+++ PROVIDED DATA +++
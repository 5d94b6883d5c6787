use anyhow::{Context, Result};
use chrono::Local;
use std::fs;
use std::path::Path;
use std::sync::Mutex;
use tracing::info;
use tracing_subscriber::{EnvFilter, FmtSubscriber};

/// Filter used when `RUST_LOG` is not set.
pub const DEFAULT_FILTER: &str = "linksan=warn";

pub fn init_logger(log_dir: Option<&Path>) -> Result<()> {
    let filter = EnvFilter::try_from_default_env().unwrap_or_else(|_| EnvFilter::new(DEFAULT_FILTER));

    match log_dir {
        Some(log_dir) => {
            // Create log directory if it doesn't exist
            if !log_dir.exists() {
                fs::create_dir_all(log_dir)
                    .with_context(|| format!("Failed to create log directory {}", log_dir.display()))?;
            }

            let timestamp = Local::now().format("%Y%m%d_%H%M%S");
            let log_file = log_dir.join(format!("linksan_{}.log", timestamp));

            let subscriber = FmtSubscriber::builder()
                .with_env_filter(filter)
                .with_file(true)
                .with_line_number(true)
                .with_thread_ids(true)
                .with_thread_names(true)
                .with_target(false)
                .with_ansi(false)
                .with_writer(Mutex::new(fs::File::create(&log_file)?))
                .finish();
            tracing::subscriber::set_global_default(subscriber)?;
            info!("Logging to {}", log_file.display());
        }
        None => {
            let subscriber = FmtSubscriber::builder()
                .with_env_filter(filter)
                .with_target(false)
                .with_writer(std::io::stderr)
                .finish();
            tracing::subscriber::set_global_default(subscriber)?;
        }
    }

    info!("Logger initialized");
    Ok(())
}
+++
+++ PROVIDED DATA +++
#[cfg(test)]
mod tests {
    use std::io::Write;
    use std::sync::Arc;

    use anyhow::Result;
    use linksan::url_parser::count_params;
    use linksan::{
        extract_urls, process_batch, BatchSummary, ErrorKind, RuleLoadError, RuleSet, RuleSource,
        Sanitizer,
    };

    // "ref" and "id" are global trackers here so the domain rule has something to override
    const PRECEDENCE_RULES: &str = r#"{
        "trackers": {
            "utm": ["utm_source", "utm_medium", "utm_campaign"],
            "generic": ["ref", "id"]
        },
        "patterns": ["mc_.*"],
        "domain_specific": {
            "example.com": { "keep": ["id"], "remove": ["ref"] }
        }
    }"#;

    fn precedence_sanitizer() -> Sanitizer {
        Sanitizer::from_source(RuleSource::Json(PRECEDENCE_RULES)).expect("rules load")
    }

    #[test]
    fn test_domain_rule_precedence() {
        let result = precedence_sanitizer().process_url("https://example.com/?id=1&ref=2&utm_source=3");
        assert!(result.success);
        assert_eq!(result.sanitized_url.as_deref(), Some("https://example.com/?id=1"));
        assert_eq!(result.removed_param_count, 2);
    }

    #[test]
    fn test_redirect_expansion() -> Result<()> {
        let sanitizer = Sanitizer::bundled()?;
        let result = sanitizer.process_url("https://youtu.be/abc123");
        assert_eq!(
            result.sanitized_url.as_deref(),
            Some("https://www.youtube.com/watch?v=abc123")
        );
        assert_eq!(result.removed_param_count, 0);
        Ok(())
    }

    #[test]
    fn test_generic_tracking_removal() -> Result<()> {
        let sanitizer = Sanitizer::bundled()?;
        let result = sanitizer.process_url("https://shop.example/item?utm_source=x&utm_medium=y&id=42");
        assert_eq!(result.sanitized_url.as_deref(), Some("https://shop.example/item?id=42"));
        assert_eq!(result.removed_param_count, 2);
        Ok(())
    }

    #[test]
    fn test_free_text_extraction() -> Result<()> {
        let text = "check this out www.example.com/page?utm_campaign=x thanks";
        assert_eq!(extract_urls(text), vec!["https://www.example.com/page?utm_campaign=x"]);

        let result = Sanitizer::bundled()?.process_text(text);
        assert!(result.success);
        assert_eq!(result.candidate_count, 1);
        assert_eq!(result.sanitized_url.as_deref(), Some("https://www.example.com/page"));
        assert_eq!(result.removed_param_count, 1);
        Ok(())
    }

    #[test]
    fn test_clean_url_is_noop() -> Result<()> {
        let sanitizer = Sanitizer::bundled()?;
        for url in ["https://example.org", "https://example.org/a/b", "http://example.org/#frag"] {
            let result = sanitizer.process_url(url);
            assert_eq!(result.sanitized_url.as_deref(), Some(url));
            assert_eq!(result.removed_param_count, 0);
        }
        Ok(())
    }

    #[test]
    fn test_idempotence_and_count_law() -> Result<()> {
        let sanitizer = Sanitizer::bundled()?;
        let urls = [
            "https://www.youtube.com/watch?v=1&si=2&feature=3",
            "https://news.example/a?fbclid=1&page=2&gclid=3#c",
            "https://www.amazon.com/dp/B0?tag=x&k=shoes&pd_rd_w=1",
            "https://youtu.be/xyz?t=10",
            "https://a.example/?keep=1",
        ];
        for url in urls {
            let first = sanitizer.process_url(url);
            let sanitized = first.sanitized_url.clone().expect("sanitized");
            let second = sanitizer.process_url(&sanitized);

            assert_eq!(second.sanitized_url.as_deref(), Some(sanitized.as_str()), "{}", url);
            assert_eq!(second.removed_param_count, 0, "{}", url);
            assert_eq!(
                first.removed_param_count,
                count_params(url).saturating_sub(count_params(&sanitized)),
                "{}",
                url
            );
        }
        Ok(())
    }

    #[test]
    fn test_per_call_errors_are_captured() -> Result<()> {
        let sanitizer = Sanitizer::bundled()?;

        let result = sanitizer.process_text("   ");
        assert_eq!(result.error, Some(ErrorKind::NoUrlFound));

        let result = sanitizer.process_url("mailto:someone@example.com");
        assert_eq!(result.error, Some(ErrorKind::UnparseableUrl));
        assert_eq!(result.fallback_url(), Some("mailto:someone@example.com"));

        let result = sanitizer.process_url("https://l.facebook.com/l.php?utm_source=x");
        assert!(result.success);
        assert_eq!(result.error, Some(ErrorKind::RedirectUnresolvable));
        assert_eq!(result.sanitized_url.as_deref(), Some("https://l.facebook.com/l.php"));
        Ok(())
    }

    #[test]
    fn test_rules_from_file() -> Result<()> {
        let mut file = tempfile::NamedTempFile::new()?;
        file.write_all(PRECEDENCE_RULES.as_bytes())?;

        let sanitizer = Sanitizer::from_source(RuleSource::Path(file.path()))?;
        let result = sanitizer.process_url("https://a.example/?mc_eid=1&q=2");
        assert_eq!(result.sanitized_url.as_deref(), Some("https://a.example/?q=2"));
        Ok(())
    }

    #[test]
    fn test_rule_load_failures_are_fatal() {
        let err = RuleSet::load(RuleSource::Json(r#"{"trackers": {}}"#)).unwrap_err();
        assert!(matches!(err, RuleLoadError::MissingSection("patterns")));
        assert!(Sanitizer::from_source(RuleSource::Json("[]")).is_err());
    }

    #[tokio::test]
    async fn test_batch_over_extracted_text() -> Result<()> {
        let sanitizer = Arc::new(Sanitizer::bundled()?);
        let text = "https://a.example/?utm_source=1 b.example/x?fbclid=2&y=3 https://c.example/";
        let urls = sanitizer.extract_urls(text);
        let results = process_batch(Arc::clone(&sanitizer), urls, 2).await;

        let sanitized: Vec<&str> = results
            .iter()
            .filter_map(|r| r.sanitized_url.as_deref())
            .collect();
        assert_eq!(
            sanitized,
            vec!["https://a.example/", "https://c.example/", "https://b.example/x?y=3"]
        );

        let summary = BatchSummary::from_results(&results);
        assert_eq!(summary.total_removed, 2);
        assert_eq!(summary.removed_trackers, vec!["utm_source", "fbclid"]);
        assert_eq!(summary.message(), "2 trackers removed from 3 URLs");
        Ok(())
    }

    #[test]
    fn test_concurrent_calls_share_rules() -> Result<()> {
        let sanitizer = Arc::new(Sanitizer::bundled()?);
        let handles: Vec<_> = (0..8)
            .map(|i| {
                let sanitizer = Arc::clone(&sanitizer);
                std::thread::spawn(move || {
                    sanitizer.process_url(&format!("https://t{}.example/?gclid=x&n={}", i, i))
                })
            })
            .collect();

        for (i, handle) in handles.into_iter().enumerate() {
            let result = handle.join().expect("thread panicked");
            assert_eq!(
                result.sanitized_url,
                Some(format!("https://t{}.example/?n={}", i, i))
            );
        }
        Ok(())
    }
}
+++
■ TASK BRIEF ■
Line count for "patterns": count the lines of the records above that contain it and give only the number.

■ YOUR SOLUTION ■
2